Saved data entries
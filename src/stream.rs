//! Wire stream decoding
//!
//! The completion endpoint answers with a chunked body of back-to-back JSON
//! objects shaped `{content, message_id}`. Objects are not separated, and a
//! single network read may carry several of them.

mod normalizer;
mod utf8;

#[cfg(test)]
mod proptests;

pub use normalizer::decode_chunk;
pub use utf8::Utf8Carry;

use serde::{Deserialize, Serialize};

/// One decoded unit from the wire stream
#[derive(Debug, Clone, PartialEq, Eq, Serialize, Deserialize)]
pub struct StreamEvent {
    pub content: String,
    pub message_id: String,
}

impl StreamEvent {
    pub fn new(content: impl Into<String>, message_id: impl Into<String>) -> Self {
        Self {
            content: content.into(),
            message_id: message_id.into(),
        }
    }
}
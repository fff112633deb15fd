//! Math segment renderer
//!
//! Walks the text nodes of rendered HTML and replaces `\(...\)` and
//! `\[...\]` segments with rendered math markup. A segment that fails to
//! render is inserted as plain text; nothing propagates to the caller.

use super::fragment::{Fragment, Node};
use regex::Regex;
use std::sync::LazyLock;
use thiserror::Error;

static DELIMITER: LazyLock<Regex> = LazyLock::new(|| Regex::new(r"\\[()\[\]]").unwrap());

/// Math layout failure for a single segment
#[derive(Debug, Clone, PartialEq, Eq, Error)]
#[error("Cannot render math `{expr}`: {reason}")]
pub struct MathError {
    pub expr: String,
    pub reason: String,
}

impl MathError {
    pub fn new(expr: impl Into<String>, reason: impl Into<String>) -> Self {
        Self {
            expr: expr.into(),
            reason: reason.into(),
        }
    }
}

/// Capability to turn one math expression into markup
pub trait MathRenderer: Send + Sync {
    /// Render `expr`; `display` is true for `\[...\]` blocks.
    fn render(&self, expr: &str, display: bool) -> Result<String, MathError>;
}

#[derive(Debug, Clone, Copy, PartialEq, Eq)]
enum Part<'a> {
    Open { display: bool },
    Close,
    Segment(&'a str),
}

/// Split on the four delimiter tokens, keeping the delimiters as parts.
fn split_delimited(text: &str) -> Vec<Part<'_>> {
    let mut parts = Vec::new();
    let mut last = 0;
    for m in DELIMITER.find_iter(text) {
        parts.push(Part::Segment(text.get(last..m.start()).unwrap_or_default()));
        parts.push(match m.as_str() {
            "\\(" => Part::Open { display: false },
            "\\[" => Part::Open { display: true },
            _ => Part::Close,
        });
        last = m.end();
    }
    parts.push(Part::Segment(text.get(last..).unwrap_or_default()));
    parts
}

fn render_text(text: &str, renderer: &dyn MathRenderer) -> Vec<Node> {
    let parts = split_delimited(text);
    let mut nodes = Vec::new();

    for (index, part) in parts.iter().enumerate() {
        let Part::Segment(segment) = *part else {
            continue;
        };
        let opened_by = index.checked_sub(1).map(|i| parts[i]);

        if let Some(Part::Open { display }) = opened_by {
            match renderer.render(segment, display) {
                Ok(markup) => nodes.push(Node::Element {
                    name: "span".to_string(),
                    attrs: vec![("class".to_string(), "math".to_string())],
                    children: vec![Node::Raw(markup)],
                }),
                Err(e) => {
                    tracing::debug!(error = %e, "Math segment left as text");
                    nodes.push(Node::text(segment));
                }
            }
        } else if !segment.is_empty() {
            nodes.push(Node::text(segment));
        }
    }

    nodes
}

fn render_nodes(nodes: Vec<Node>, renderer: &dyn MathRenderer) -> Vec<Node> {
    let mut out = Vec::with_capacity(nodes.len());
    for node in nodes {
        match node {
            Node::Text(text) => out.extend(render_text(&text, renderer)),
            Node::Element {
                name,
                attrs,
                children,
            } => out.push(Node::Element {
                name,
                attrs,
                children: render_nodes(children, renderer),
            }),
            raw @ Node::Raw(_) => out.push(raw),
        }
    }
    out
}

/// Replace math segments in every text node of `fragment`.
pub fn render_math_fragment(fragment: &mut Fragment, renderer: &dyn MathRenderer) {
    let children = std::mem::take(&mut fragment.children);
    fragment.children = render_nodes(children, renderer);
}

/// Parse `html`, render its math segments and serialize the result.
pub fn render_math(html: &str, renderer: &dyn MathRenderer) -> String {
    let mut fragment = Fragment::parse(html);
    render_math_fragment(&mut fragment, renderer);
    fragment.to_html()
}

What you are asked to do - Check each line above for the word "bool". Then state how many lines contain it, and nothing more.

Solution below - 2